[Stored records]
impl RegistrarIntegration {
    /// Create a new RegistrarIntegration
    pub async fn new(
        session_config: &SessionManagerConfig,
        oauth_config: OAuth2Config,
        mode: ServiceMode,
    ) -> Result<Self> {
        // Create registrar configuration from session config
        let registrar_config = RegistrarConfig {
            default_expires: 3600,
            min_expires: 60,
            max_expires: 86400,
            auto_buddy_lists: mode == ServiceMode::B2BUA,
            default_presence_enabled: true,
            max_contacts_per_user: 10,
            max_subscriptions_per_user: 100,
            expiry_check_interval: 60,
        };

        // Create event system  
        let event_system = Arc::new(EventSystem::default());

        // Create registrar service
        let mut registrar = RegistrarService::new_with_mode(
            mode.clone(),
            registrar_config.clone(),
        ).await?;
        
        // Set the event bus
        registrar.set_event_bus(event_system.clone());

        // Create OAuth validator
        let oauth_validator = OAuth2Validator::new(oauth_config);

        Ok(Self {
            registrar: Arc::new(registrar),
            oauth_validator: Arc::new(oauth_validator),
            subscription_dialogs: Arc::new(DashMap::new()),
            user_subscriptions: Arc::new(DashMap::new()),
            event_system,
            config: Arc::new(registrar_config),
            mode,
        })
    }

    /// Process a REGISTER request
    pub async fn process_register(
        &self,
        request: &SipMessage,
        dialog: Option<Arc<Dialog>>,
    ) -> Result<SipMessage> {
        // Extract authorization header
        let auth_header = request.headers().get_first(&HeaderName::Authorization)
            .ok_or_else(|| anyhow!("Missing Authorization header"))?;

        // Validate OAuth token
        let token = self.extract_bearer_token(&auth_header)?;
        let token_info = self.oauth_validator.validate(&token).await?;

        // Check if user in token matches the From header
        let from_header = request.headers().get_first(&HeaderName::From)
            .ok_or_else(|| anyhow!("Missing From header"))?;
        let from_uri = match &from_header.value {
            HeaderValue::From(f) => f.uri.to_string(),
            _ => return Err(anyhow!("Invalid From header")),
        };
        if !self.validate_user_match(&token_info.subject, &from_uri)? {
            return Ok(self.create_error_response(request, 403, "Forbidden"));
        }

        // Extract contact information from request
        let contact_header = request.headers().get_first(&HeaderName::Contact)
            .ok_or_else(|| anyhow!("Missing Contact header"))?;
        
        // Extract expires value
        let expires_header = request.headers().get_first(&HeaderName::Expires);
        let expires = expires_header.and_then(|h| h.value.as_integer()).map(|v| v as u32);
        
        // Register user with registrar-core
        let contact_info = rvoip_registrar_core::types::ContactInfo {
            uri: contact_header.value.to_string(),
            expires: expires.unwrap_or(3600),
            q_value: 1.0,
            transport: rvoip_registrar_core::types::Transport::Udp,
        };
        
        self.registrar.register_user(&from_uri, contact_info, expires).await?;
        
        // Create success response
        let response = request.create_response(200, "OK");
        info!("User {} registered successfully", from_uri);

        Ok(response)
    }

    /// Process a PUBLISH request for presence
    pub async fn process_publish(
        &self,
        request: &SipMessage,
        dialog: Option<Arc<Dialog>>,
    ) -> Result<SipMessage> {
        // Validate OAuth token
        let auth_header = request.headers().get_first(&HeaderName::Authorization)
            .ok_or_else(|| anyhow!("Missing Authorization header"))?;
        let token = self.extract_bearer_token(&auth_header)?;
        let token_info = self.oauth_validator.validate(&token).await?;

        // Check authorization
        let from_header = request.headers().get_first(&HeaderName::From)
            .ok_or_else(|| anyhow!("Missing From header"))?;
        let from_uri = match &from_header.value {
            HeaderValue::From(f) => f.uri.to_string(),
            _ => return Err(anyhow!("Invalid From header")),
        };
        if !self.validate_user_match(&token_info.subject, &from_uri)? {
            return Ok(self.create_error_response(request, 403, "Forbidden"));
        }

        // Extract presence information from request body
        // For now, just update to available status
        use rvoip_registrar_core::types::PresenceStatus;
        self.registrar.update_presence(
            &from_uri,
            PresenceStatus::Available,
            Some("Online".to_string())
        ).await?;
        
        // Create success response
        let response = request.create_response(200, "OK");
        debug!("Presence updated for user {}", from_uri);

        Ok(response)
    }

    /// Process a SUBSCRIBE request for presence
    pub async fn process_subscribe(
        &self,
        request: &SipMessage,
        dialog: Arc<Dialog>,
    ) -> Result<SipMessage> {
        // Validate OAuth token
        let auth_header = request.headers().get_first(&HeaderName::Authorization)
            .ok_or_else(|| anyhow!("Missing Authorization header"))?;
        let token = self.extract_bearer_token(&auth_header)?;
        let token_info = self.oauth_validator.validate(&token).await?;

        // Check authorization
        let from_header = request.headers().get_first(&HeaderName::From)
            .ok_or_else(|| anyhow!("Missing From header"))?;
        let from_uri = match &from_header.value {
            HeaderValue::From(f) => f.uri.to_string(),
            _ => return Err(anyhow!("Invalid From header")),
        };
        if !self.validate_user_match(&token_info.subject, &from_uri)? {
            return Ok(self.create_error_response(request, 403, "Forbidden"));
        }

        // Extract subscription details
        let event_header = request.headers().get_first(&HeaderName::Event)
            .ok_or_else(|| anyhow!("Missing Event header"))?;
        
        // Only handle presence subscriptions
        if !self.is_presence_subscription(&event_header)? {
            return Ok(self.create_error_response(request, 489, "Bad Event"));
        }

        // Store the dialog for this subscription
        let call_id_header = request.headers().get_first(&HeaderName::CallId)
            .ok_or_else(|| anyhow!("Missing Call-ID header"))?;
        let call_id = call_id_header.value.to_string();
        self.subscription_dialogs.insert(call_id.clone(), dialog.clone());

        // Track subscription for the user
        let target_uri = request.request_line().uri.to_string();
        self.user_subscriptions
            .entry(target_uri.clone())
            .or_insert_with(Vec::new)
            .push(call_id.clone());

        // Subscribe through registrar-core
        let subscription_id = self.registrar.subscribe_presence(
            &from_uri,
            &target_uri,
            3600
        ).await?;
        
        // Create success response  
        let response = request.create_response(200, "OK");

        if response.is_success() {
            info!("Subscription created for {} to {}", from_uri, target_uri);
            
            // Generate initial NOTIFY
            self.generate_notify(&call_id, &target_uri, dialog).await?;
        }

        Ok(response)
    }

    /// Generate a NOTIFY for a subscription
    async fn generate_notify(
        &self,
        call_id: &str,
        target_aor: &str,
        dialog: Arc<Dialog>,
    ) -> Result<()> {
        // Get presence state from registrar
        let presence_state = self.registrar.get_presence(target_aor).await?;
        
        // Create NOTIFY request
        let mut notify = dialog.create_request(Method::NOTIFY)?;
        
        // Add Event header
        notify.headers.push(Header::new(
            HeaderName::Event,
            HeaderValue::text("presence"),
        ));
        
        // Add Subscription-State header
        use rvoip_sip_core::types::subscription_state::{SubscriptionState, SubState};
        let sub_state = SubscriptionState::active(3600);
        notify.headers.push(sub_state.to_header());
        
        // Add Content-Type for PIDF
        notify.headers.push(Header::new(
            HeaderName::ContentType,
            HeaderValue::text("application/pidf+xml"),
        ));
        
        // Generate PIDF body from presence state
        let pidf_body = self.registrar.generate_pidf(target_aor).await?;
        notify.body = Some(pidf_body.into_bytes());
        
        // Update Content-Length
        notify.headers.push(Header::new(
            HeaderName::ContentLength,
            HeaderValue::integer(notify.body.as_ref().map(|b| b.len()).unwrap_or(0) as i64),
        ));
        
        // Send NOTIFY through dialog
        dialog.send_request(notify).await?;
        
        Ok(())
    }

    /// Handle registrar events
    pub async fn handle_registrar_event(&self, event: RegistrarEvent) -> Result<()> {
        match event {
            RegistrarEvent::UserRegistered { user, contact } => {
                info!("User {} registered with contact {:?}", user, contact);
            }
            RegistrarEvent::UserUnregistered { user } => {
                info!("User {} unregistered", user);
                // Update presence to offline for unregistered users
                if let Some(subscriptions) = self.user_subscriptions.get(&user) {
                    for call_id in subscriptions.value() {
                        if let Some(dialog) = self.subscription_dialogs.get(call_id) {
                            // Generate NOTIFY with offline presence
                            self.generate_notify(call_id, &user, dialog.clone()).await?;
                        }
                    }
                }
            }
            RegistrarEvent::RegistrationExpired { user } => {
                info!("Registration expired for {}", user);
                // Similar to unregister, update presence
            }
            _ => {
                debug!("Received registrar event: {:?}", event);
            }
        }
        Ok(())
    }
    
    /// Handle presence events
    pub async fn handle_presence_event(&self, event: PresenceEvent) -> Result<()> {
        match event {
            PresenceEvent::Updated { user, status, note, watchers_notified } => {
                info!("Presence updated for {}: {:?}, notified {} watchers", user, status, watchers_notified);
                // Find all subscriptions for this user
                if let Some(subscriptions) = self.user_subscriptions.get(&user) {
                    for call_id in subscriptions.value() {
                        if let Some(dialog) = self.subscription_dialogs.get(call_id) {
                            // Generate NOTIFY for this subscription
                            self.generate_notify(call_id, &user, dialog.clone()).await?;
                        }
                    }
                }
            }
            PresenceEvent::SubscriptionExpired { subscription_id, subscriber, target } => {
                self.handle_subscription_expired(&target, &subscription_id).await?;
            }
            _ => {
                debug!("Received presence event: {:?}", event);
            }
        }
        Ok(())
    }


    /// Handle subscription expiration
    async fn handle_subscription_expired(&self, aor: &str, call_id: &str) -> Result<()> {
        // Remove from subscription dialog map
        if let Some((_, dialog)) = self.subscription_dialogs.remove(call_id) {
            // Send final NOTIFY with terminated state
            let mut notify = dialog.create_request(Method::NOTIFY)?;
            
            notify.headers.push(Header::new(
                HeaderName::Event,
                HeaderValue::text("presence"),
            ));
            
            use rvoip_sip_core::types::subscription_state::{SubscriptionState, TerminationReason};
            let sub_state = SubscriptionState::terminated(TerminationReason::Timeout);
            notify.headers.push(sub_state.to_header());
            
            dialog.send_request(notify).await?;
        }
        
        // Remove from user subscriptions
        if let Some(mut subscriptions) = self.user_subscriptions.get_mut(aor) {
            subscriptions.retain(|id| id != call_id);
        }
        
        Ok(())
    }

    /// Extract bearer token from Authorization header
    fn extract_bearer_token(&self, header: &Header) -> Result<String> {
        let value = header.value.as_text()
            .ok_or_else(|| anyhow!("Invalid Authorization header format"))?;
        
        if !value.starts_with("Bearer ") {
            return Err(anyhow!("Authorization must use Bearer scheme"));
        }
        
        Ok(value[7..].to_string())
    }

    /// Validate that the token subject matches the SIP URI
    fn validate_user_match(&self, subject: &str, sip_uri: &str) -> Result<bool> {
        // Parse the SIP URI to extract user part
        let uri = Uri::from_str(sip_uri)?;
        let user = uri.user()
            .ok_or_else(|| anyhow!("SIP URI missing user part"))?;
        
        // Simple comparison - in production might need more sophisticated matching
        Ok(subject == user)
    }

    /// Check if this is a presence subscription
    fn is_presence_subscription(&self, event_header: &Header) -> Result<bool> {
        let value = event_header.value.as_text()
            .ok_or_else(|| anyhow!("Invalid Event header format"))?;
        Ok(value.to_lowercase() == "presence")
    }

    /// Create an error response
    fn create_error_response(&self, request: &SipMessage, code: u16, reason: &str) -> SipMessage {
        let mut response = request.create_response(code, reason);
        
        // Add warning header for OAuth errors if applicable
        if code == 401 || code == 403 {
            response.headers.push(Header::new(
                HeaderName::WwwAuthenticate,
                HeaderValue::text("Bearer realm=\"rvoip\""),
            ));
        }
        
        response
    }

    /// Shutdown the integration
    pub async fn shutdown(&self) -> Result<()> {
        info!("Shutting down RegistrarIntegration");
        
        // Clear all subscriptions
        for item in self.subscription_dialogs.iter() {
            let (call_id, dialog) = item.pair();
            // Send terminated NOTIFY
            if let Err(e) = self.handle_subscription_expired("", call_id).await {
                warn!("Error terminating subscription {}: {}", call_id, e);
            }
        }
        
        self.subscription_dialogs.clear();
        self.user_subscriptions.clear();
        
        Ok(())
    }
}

• [WHAT YOU SHOULD DO] Within the data above, filter for lines containing the word "code" and copy each one.

• [WRITTEN ANSWER]
    fn create_error_response(&self, request: &SipMessage, code: u16, reason: &str) -> SipMessage {
        let mut response = request.create_response(code, reason);
        if code == 401 || code == 403 {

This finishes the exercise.